Recap Gaussian Processes

GPs are flexible probabilistic models

\[f(\mathbf{X}) = \left[f(\mathbf{x_1})f(\mathbf{x_2})\dots f(\mathbf{x_n})\right]^T \sim \mathcal{N}\left(\mathbf{\mu}, K\right)\] \[K_{ij} = k(\mathbf{x_i},\mathbf{x_j}, \theta)\]

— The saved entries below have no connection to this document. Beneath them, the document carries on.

//! Provocation: turn the raw friction into a calibrated problem statement.

use vantage_types::{AuditAction, Calibration, Phase, VantageError};

use crate::Session;

impl Session {
    /// Record the calibration answers and compose the friction statement.
    ///
    /// Allowed in any phase; a second call overwrites the first.
    pub fn calibrate(&mut self, calibration: Calibration) -> &str {
        let statement = calibration.friction_statement(&self.friction);
        tracing::debug!(
            session_id = %self.id,
            statement_chars = statement.chars().count(),
            "Friction calibrated"
        );
        self.audit_log.record(AuditAction::Calibrated {
            data: calibration.clone(),
            output: statement.clone(),
        });
        self.calibration = Some(calibration);
        self.friction_statement.insert(statement).as_str()
    }

    pub fn complete_provocation(&mut self) -> Result<Phase, VantageError> {
        if self.friction_statement.is_none() {
            return Err(VantageError::precondition(
                "calibrate the friction before completing provocation",
            ));
        }
        self.advance_phase(Phase::Expedition)
    }
}

#[cfg(test)]
mod tests {
    use vantage_types::{AuditAction, Calibration, ErrorKind, Mode, Phase};

    use crate::Session;

    fn calibration(what_wrong: &str) -> Calibration {
        Calibration {
            what_wrong: what_wrong.into(),
            how_long: "3 months".into(),
            what_right: "green builds".into(),
        }
    }

    #[test]
    fn calibrate_composes_statement_and_audits() {
        let mut session = Session::new("deploys break", Mode::Standalone);
        let statement = session.calibrate(calibration("CI flaky")).to_string();
        assert_eq!(
            statement,
            "Friction: deploys break. Specifically: CI flaky. Duration: 3 months. Target state: green builds."
        );
        let event = session.audit_log().last().unwrap();
        assert_eq!(event.phase, Phase::Provocation);
        assert!(matches!(&event.action, AuditAction::Calibrated { output, .. } if *output == statement));
    }

    #[test]
    fn calibrate_twice_overwrites() {
        let mut session = Session::new("deploys break", Mode::Standalone);
        session.calibrate(calibration("first"));
        session.calibrate(calibration("second"));
        assert!(session.friction_statement().unwrap().contains("Specifically: second."));
        assert_eq!(session.calibration().unwrap().what_wrong, "second");
        assert_eq!(session.audit_log().len(), 2);
    }

    #[test]
    fn complete_provocation_requires_statement() {
        let mut session = Session::new("deploys break", Mode::Standalone);
        let err = session.complete_provocation().unwrap_err();
        assert_eq!(err.kind(), ErrorKind::Precondition);
        assert_eq!(session.phase(), Phase::Provocation);

        session.calibrate(calibration("CI flaky"));
        assert_eq!(session.complete_provocation().unwrap(), Phase::Expedition);
    }
}
//! Error taxonomy shared by every session operation.

use std::fmt;

use serde::Serialize;
use thiserror::Error;

use crate::Phase;

/// Coarse error category, for callers that branch on the kind of failure
/// (e.g. to pick a response status) without matching on messages.
#[derive(Debug, Clone, Copy, PartialEq, Eq, Hash)]
pub enum ErrorKind {
    NotFound,
    Precondition,
    InvalidTransition,
    ExternalService,
}

/// What a `NotFound` error failed to locate.
#[derive(Debug, Clone, Copy, PartialEq, Eq, Hash, Serialize)]
#[serde(rename_all = "snake_case")]
pub enum EntityKind {
    Session,
    Node,
    Path,
    Discovery,
}

impl fmt::Display for EntityKind {
    fn fmt(&self, f: &mut fmt::Formatter<'_>) -> fmt::Result {
        f.write_str(match self {
            EntityKind::Session => "session",
            EntityKind::Node => "node",
            EntityKind::Path => "path",
            EntityKind::Discovery => "discovery",
        })
    }
}

#[derive(Debug, Clone, PartialEq, Eq, Error)]
pub enum VantageError {
    #[error("{kind} {id} not found")]
    NotFound { kind: EntityKind, id: String },
    #[error("{0}")]
    Precondition(String),
    #[error(
        "cannot go from {current} to {requested}; expected: {}",
        .expected.map_or("none", Phase::as_str)
    )]
    InvalidTransition {
        current: Phase,
        requested: Phase,
        expected: Option<Phase>,
    },
    #[error("external service error: {0}")]
    ExternalService(String),
}

impl VantageError {
    pub fn not_found(kind: EntityKind, id: impl fmt::Display) -> Self {
        Self::NotFound {
            kind,
            id: id.to_string(),
        }
    }

    pub fn precondition(message: impl Into<String>) -> Self {
        Self::Precondition(message.into())
    }

    pub fn external(message: impl Into<String>) -> Self {
        Self::ExternalService(message.into())
    }

    #[must_use]
    pub const fn kind(&self) -> ErrorKind {
        match self {
            Self::NotFound { .. } => ErrorKind::NotFound,
            Self::Precondition(_) => ErrorKind::Precondition,
            Self::InvalidTransition { .. } => ErrorKind::InvalidTransition,
            Self::ExternalService(_) => ErrorKind::ExternalService,
        }
    }
}
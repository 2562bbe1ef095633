//! Mode-specific analysis behavior.

use vantage_config::Settings;
use vantage_providers::{
    BackendError, DoorwayClient, DoorwayOptions, DoorwayResponse, TextModelClient,
    TextModelOptions,
};
use vantage_types::{Mode, VantageError};

/// The analysis backend a session talks to, fixed when the session starts.
///
/// - `Standalone` hands prompts back to the user and never mutates on its own.
/// - `TextModel` asks a text-completion model and degrades in-band on failure.
/// - `Geometric` asks Doorway and propagates its failures.
#[derive(Debug, Clone)]
pub enum AnalysisStrategy {
    Standalone,
    TextModel(TextModelClient),
    Geometric(DoorwayClient),
}

impl AnalysisStrategy {
    /// Build the strategy for `mode` from resolved settings.
    ///
    /// Geometric mode without a Doorway address is an `ExternalService` error.
    pub fn for_mode(mode: Mode, settings: &Settings) -> Result<Self, VantageError> {
        match mode {
            Mode::Standalone => Ok(Self::Standalone),
            Mode::TextModel => {
                let text = &settings.text_model;
                let options = TextModelOptions {
                    api_key: text.api_key.clone(),
                    model: text.model.clone(),
                    max_tokens: text.max_tokens,
                    endpoint: text.endpoint.clone(),
                    timeout: text.timeout,
                };
                TextModelClient::new(options)
                    .map(Self::TextModel)
                    .map_err(backend_failure)
            }
            Mode::GeometricModel => {
                let Some(doorway) = settings.doorway.as_ref() else {
                    return Err(VantageError::external(
                        "geometric mode requires a Doorway URL (DOORWAY_API_URL)",
                    ));
                };
                let options = DoorwayOptions {
                    url: doorway.url.clone(),
                    session_name: doorway.session_name.clone(),
                    timeout: doorway.timeout,
                };
                DoorwayClient::new(options)
                    .map(Self::Geometric)
                    .map_err(backend_failure)
            }
        }
    }

    #[must_use]
    pub fn mode(&self) -> Mode {
        match self {
            Self::Standalone => Mode::Standalone,
            Self::TextModel(_) => Mode::TextModel,
            Self::Geometric(_) => Mode::GeometricModel,
        }
    }
}

pub(crate) fn backend_failure(err: BackendError) -> VantageError {
    VantageError::external(err.to_string())
}

/// One Doorway round trip, with failures mapped into the session error taxonomy.
pub(crate) async fn run_doorway(
    client: &DoorwayClient,
    prompt: &str,
) -> Result<(DoorwayResponse, serde_json::Value), VantageError> {
    client.run(prompt).await.map_err(|err| {
        tracing::warn!(error = %err, "Doorway call failed");
        backend_failure(err)
    })
}
//! Candidate solution paths.
//!
//! Paths are only ever produced as a complete `PathSet` of three with fixed
//! identity: A is maximum divergence (high risk), B the informed hybrid
//! (moderate risk), C confirmed ground (low risk). Identity, label and risk
//! come from the [`PathId`], never from backend output.

use std::fmt;

use serde::{Deserialize, Serialize};

use crate::GeometricStatus;
use crate::territory::clamp_unit;

#[derive(Debug, Clone, Copy, PartialEq, Eq, Hash, PartialOrd, Ord, Serialize, Deserialize)]
pub enum PathId {
    A,
    B,
    C,
}

impl PathId {
    pub const ALL: [PathId; 3] = [PathId::A, PathId::B, PathId::C];

    #[must_use]
    pub const fn label(self) -> &'static str {
        match self {
            PathId::A => "Maximum divergence",
            PathId::B => "Informed hybrid",
            PathId::C => "Confirmed ground",
        }
    }

    #[must_use]
    pub const fn risk(self) -> Risk {
        match self {
            PathId::A => Risk::High,
            PathId::B => Risk::Moderate,
            PathId::C => Risk::Low,
        }
    }

    #[must_use]
    pub const fn as_str(self) -> &'static str {
        match self {
            PathId::A => "A",
            PathId::B => "B",
            PathId::C => "C",
        }
    }

    #[must_use]
    pub fn parse(value: &str) -> Option<Self> {
        match value.trim() {
            "A" | "a" => Some(PathId::A),
            "B" | "b" => Some(PathId::B),
            "C" | "c" => Some(PathId::C),
            _ => None,
        }
    }
}

impl fmt::Display for PathId {
    fn fmt(&self, f: &mut fmt::Formatter<'_>) -> fmt::Result {
        f.write_str(self.as_str())
    }
}

#[derive(Debug, Clone, Copy, PartialEq, Eq, Hash, Serialize, Deserialize)]
#[serde(rename_all = "lowercase")]
pub enum Risk {
    Low,
    Moderate,
    High,
}

impl Risk {
    #[must_use]
    pub const fn as_str(self) -> &'static str {
        match self {
            Risk::Low => "low",
            Risk::Moderate => "moderate",
            Risk::High => "high",
        }
    }
}

/// Which strategy produced a path, or the geometric backend's verdict on it.
#[derive(Debug, Clone, Copy, PartialEq, Eq, Hash, Serialize, Deserialize)]
#[serde(rename_all = "SCREAMING_SNAKE_CASE")]
pub enum PathStatus {
    Standalone,
    Llm,
    Ground,
    Bridge,
    Conflict,
    Provisional,
}

impl From<GeometricStatus> for PathStatus {
    fn from(status: GeometricStatus) -> Self {
        match status {
            GeometricStatus::Ground => PathStatus::Ground,
            GeometricStatus::Bridge => PathStatus::Bridge,
            GeometricStatus::Conflict => PathStatus::Conflict,
            GeometricStatus::Provisional => PathStatus::Provisional,
        }
    }
}

#[derive(Debug, Clone, PartialEq, Serialize)]
pub struct Path {
    pub path_id: PathId,
    pub label: String,
    pub description: String,
    pub risk: Risk,
    pub confidence: f64,
    pub assumptions: Vec<String>,
    pub status: PathStatus,
    pub gap_score: f64,
    #[serde(skip_serializing_if = "Option::is_none")]
    pub backend_response: Option<serde_json::Value>,
}

/// Strategy-supplied content for one path, before identity is assigned.
#[derive(Debug, Clone, PartialEq)]
pub struct PathDraft {
    pub description: String,
    pub confidence: f64,
    pub assumptions: Vec<String>,
    pub status: PathStatus,
    pub gap_score: f64,
    pub backend_response: Option<serde_json::Value>,
}

impl PathDraft {
    #[must_use]
    pub fn new(description: impl Into<String>, status: PathStatus) -> Self {
        Self {
            description: description.into(),
            confidence: 0.0,
            assumptions: Vec::new(),
            status,
            gap_score: 0.0,
            backend_response: None,
        }
    }

    #[must_use]
    pub fn with_confidence(mut self, confidence: f64) -> Self {
        self.confidence = confidence;
        self
    }

    #[must_use]
    pub fn with_assumptions(mut self, assumptions: Vec<String>) -> Self {
        self.assumptions = assumptions;
        self
    }

    #[must_use]
    pub fn with_gap_score(mut self, gap_score: f64) -> Self {
        self.gap_score = gap_score;
        self
    }

    #[must_use]
    pub fn with_backend_response(mut self, response: serde_json::Value) -> Self {
        self.backend_response = Some(response);
        self
    }

    fn into_path(self, path_id: PathId) -> Path {
        Path {
            path_id,
            label: path_id.label().to_string(),
            description: self.description,
            risk: path_id.risk(),
            confidence: clamp_unit(self.confidence),
            assumptions: self.assumptions,
            status: self.status,
            gap_score: self.gap_score,
            backend_response: self.backend_response,
        }
    }
}

/// Exactly three paths, ordered A, B, C.
#[derive(Debug, Clone, PartialEq, Serialize)]
#[serde(transparent)]
pub struct PathSet([Path; 3]);

impl PathSet {
    #[must_use]
    pub fn from_drafts(a: PathDraft, b: PathDraft, c: PathDraft) -> Self {
        Self([
            a.into_path(PathId::A),
            b.into_path(PathId::B),
            c.into_path(PathId::C),
        ])
    }

    #[must_use]
    pub fn get(&self, id: PathId) -> &Path {
        match id {
            PathId::A => &self.0[0],
            PathId::B => &self.0[1],
            PathId::C => &self.0[2],
        }
    }

    #[must_use]
    pub fn as_slice(&self) -> &[Path] {
        &self.0
    }

    pub fn iter(&self) -> std::slice::Iter<'_, Path> {
        self.0.iter()
    }
}

impl<'a> IntoIterator for &'a PathSet {
    type Item = &'a Path;
    type IntoIter = std::slice::Iter<'a, Path>;

    fn into_iter(self) -> Self::IntoIter {
        self.iter()
    }
}
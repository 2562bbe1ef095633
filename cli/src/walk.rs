//! Line-oriented walk through one session.

use std::io::{BufRead, Write};

use anyhow::{Result, bail};
use vantage_engine::{
    Calibration, Classification, ExpansionOutcome, NodeId, NodeType, PathId, Phase, Receipt,
    SessionId, VantageService,
};

const EXPEDITION_HELP: &str = "\
Map the territory. One entry per line:
  expand [focus]                    ask the backend (or get a prompt to work through)
  ground|convention|unknown <label> add a node
  edge <source> <target> [label]    link two nodes by id
  flag <id>                         mark a node as a discovery
  assume ground|convention <text>   classify an assumption
  done                              consolidate";

/// One line typed during the expedition phase.
#[derive(Debug, Clone, PartialEq)]
pub(crate) enum Entry {
    Expand(Option<String>),
    Node(NodeType, String),
    Edge(NodeId, NodeId, Option<String>),
    Flag(NodeId),
    Assume(Classification, String),
    Done,
}

impl Entry {
    /// `None` for anything that is not a well-formed entry.
    pub(crate) fn parse(line: &str) -> Option<Self> {
        let line = line.trim();
        if line.is_empty() || line.eq_ignore_ascii_case("done") {
            return Some(Entry::Done);
        }
        let (head, rest) = line.split_once(char::is_whitespace).unwrap_or((line, ""));
        let rest = rest.trim();

        match head.to_ascii_lowercase().as_str() {
            "expand" => Some(Entry::Expand((!rest.is_empty()).then(|| rest.to_string()))),
            "flag" => rest.parse().ok().map(Entry::Flag),
            "edge" => {
                let mut parts = rest.splitn(3, char::is_whitespace);
                let source = parts.next()?.parse().ok()?;
                let target = parts.next()?.parse().ok()?;
                let label = parts
                    .next()
                    .map(str::trim)
                    .filter(|l| !l.is_empty())
                    .map(str::to_string);
                Some(Entry::Edge(source, target, label))
            }
            "assume" => {
                let (kind, statement) = rest.split_once(char::is_whitespace)?;
                let statement = statement.trim();
                if statement.is_empty() {
                    return None;
                }
                Some(Entry::Assume(
                    Classification::parse(kind)?,
                    statement.to_string(),
                ))
            }
            other => {
                let node_type = NodeType::parse(other)?;
                (!rest.is_empty()).then(|| Entry::Node(node_type, rest.to_string()))
            }
        }
    }
}

pub(crate) struct Walk<R, W> {
    input: R,
    output: W,
}

impl<R: BufRead, W: Write> Walk<R, W> {
    pub(crate) fn new(input: R, output: W) -> Self {
        Self { input, output }
    }

    /// Start a session for `friction` and drive it to a receipt.
    pub(crate) async fn run(&mut self, service: &VantageService, friction: &str) -> Result<Receipt> {
        let session = service.start(friction)?;
        let id = session.id().clone();
        writeln!(self.output, "Mode: {}", service.mode().description())?;
        tracing::info!(session_id = %id, mode = %service.mode(), "Walk started");

        self.provocation(service, &id).await?;
        loop {
            self.expedition(service, &id).await?;
            if self.vantage(service, &id).await? {
                break;
            }
        }
        self.paths(service, &id).await?;

        Ok(service.generate_receipt(&id).await?)
    }

    async fn provocation(&mut self, service: &VantageService, id: &SessionId) -> Result<()> {
        writeln!(self.output, "\n== {} ==", Phase::Provocation.as_str())?;
        let calibration = Calibration {
            what_wrong: self.ask("What specifically is wrong?")?,
            how_long: self.ask("How long has this been the case?")?,
            what_right: self.ask("What would 'right' look like?")?,
        };
        let statement = service.calibrate(id, calibration).await?;
        writeln!(self.output, "{statement}")?;
        service.complete_provocation(id).await?;
        Ok(())
    }

    async fn expedition(&mut self, service: &VantageService, id: &SessionId) -> Result<()> {
        writeln!(self.output, "\n== {} ==\n{EXPEDITION_HELP}", Phase::Expedition.as_str())?;
        loop {
            let Some(line) = self.read_line()? else {
                break;
            };
            let Some(entry) = Entry::parse(&line) else {
                writeln!(self.output, "Unrecognized entry: {}", line.trim())?;
                continue;
            };
            if entry == Entry::Done {
                break;
            }
            // Entry failures are reported and the walk continues.
            if let Err(e) = self.apply(service, id, entry).await {
                writeln!(self.output, "error: {e}")?;
            }
        }
        service.advance_phase(id, Phase::Vantage).await?;
        Ok(())
    }

    async fn apply(&mut self, service: &VantageService, id: &SessionId, entry: Entry) -> Result<()> {
        match entry {
            Entry::Expand(focus) => match service.expand(id, focus.as_deref()).await? {
                ExpansionOutcome::Manual {
                    prompt,
                    instruction,
                } => writeln!(self.output, "{prompt}\n\n{instruction}")?,
                ExpansionOutcome::Expanded {
                    nodes_added,
                    threshold,
                    ..
                } => {
                    for node in &nodes_added {
                        writeln!(
                            self.output,
                            "  [{}] {} ({}, {:.2})",
                            node.id,
                            node.label,
                            node.node_type.as_str(),
                            node.significance
                        )?;
                    }
                    writeln!(self.output, "Threshold: {threshold:.3}")?;
                }
            },
            Entry::Node(node_type, label) => {
                let node = service.add_node(id, label, node_type, None).await?;
                writeln!(self.output, "  [{}] {}", node.id, node.label)?;
            }
            Entry::Edge(source, target, label) => {
                let edge = service.add_edge(id, source, target, label.as_deref()).await?;
                writeln!(
                    self.output,
                    "  {} -{}-> {}",
                    edge.source_id, edge.label, edge.target_id
                )?;
            }
            Entry::Flag(node_id) => {
                let node = service.flag_significant(id, node_id).await?;
                writeln!(self.output, "  discovery: {}", node.label)?;
            }
            Entry::Assume(classification, statement) => {
                let assumption = service
                    .classify_assumption(id, statement, classification, "")
                    .await?;
                writeln!(
                    self.output,
                    "  {}: {}",
                    assumption.classification.as_str(),
                    assumption.statement
                )?;
            }
            Entry::Done => {}
        }
        Ok(())
    }

    /// `true` once a goal is set; `false` when the user goes back to explore.
    async fn vantage(&mut self, service: &VantageService, id: &SessionId) -> Result<bool> {
        writeln!(self.output, "\n== {} ==", Phase::Vantage.as_str())?;
        let summary = service.consolidate(id).await?;
        writeln!(
            self.output,
            "Covered {} (ground {}, convention {}, unknown {}). {}",
            summary.territory_covered,
            summary.ground,
            summary.convention,
            summary.unknown,
            summary.recommendation
        )?;

        for (index, discovery) in summary.discoveries.iter().enumerate() {
            let answer = self.ask(&format!("Verify discovery '{}'? [y/N]", discovery.finding))?;
            if answer.eq_ignore_ascii_case("y") {
                service.verify_discovery(id, index).await?;
            }
        }

        let goal = self.ask("Goal (or 'back' to keep exploring):")?;
        if goal.eq_ignore_ascii_case("back") {
            service.return_to_expedition(id).await?;
            return Ok(false);
        }
        if goal.is_empty() {
            bail!("a goal is required before paths can be generated");
        }
        service.set_goal(id, goal).await?;
        service.complete_vantage(id).await?;
        Ok(true)
    }

    async fn paths(&mut self, service: &VantageService, id: &SessionId) -> Result<()> {
        writeln!(self.output, "\n== {} ==", Phase::Paths.as_str())?;
        let paths = service.generate_paths(id).await?;
        for path in paths.iter() {
            writeln!(
                self.output,
                "{}. {} [risk {}, confidence {:.2}]\n   {}",
                path.path_id,
                path.label,
                path.risk.as_str(),
                path.confidence,
                path.description
            )?;
        }

        loop {
            let choice = self.ask("Commit to path A, B or C:")?;
            if let Some(path_id) = PathId::parse(&choice) {
                service.commit_path(id, path_id).await?;
                return Ok(());
            }
            if choice.is_empty() {
                bail!("input closed before a path was chosen");
            }
        }
    }

    fn ask(&mut self, question: &str) -> Result<String> {
        writeln!(self.output, "{question}")?;
        self.output.flush()?;
        Ok(self.read_line()?.unwrap_or_default().trim().to_string())
    }

    /// `None` at end of input.
    fn read_line(&mut self) -> Result<Option<String>> {
        let mut line = String::new();
        if self.input.read_line(&mut line)? == 0 {
            return Ok(None);
        }
        Ok(Some(line))
    }
}
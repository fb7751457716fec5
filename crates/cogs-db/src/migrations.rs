//! # Database Migrations
//!
//! Embedded SQL migrations for the costing ledger.
//!
//! ```text
//! Database::new()
//!      │
//!      ▼
//! _sqlx_migrations ──► compare with embedded files ──► run pending, in order
//!                         001_costing_schema.sql
//! ```
//!
//! ## Adding New Migrations
//!
//! 1. Create `migrations/sqlite/NNN_description.sql` with the next number
//! 2. Never edit a migration that has shipped; add a new one

use sqlx::SqlitePool;
use tracing::{debug, info};

use crate::error::DbResult;

/// Embedded migrations from the workspace `migrations/sqlite` directory.
static MIGRATOR: sqlx::migrate::Migrator = sqlx::migrate!("../../migrations/sqlite");

/// Runs all pending migrations. Safe to call on every start.
pub async fn run_migrations(pool: &SqlitePool) -> DbResult<()> {
    debug!(embedded = MIGRATOR.migrations.len(), "Checking for pending migrations");

    MIGRATOR.run(pool).await?;

    info!("Costing schema is up to date");
    Ok(())
}

/// `(embedded, applied)` migration counts, for health checks.
///
/// Before the first run the bookkeeping table does not exist yet; that
/// counts as zero applied.
pub async fn migration_status(pool: &SqlitePool) -> DbResult<(usize, usize)> {
    let total = MIGRATOR.migrations.len();

    let applied: i64 = sqlx::query_scalar("SELECT COUNT(*) FROM _sqlx_migrations WHERE success = 1")
        .fetch_one(pool)
        .await
        .unwrap_or(0);

    Ok((total, usize::try_from(applied).unwrap_or(0)))
}

#[cfg(test)]
mod tests {
    use super::*;
    use crate::pool::{Database, DbConfig};

    #[tokio::test]
    async fn test_status_after_startup() {
        let db = Database::new(DbConfig::in_memory()).await.unwrap();
        let (total, applied) = migration_status(db.pool()).await.unwrap();
        assert_eq!(total, applied);
        assert!(total >= 1);

        // Running again is a no-op.
        run_migrations(db.pool()).await.unwrap();
    }

    #[tokio::test]
    async fn test_status_without_migrations() {
        let db = Database::new(DbConfig::in_memory().run_migrations(false))
            .await
            .unwrap();
        let (_, applied) = migration_status(db.pool()).await.unwrap();
        assert_eq!(applied, 0);
    }
}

  • Predictions \(f_*\) at new point(s) \(\mathbf{x}^*\) with noise \(\sigma\) \[f_* \sim \mathcal{N}\left(\bar{f_*}, K_{f_*, f_*}\right)\] \[\bar{f_*} = \mu_{X_*} + K_{X_*, X}\left[K_{X,X}+\sigma^2 I\right]^{-1} \mathbf{y}\] \[K_{f_*,f_*} = K_{X_*, X_*} - K_{X_*, X}\left[K_{X,X}+\sigma^2 I\right]^{-1} K_{X,X_*}\]

Recap Kernel Learning

Maximise \[ \log p\left(\mathbf{y}|\theta\right) \sim - \mathbf{y}^T\left(K_\theta+\sigma^2 I\right)^{-1}\mathbf{y}-\log|K_\theta + \sigma^2 I|\]

The rub

Calculation of

\[\left(K + \sigma^2 I\right)^{-1} \mathbf{y}\]

and

\[\log|K + \sigma^2 I|\]

is expensive for large datasets.

Cholesky: steps : \(\mathcal{O}(n^3)\), storage : \(\mathcal{O}(n^2)\)

Prediction for single point: mean: \(\mathcal{O}(n)\), variance \(\mathcal{O}(n^2)\)

Kernel Approximations: Inducing Point Methods

Idea: Do the heavy-lifting on a small subset and then generalise to full kernel

\[U = \left[\mathbf{u_1}\mathbf{u_2}\dots \mathbf{u_m}\right]\]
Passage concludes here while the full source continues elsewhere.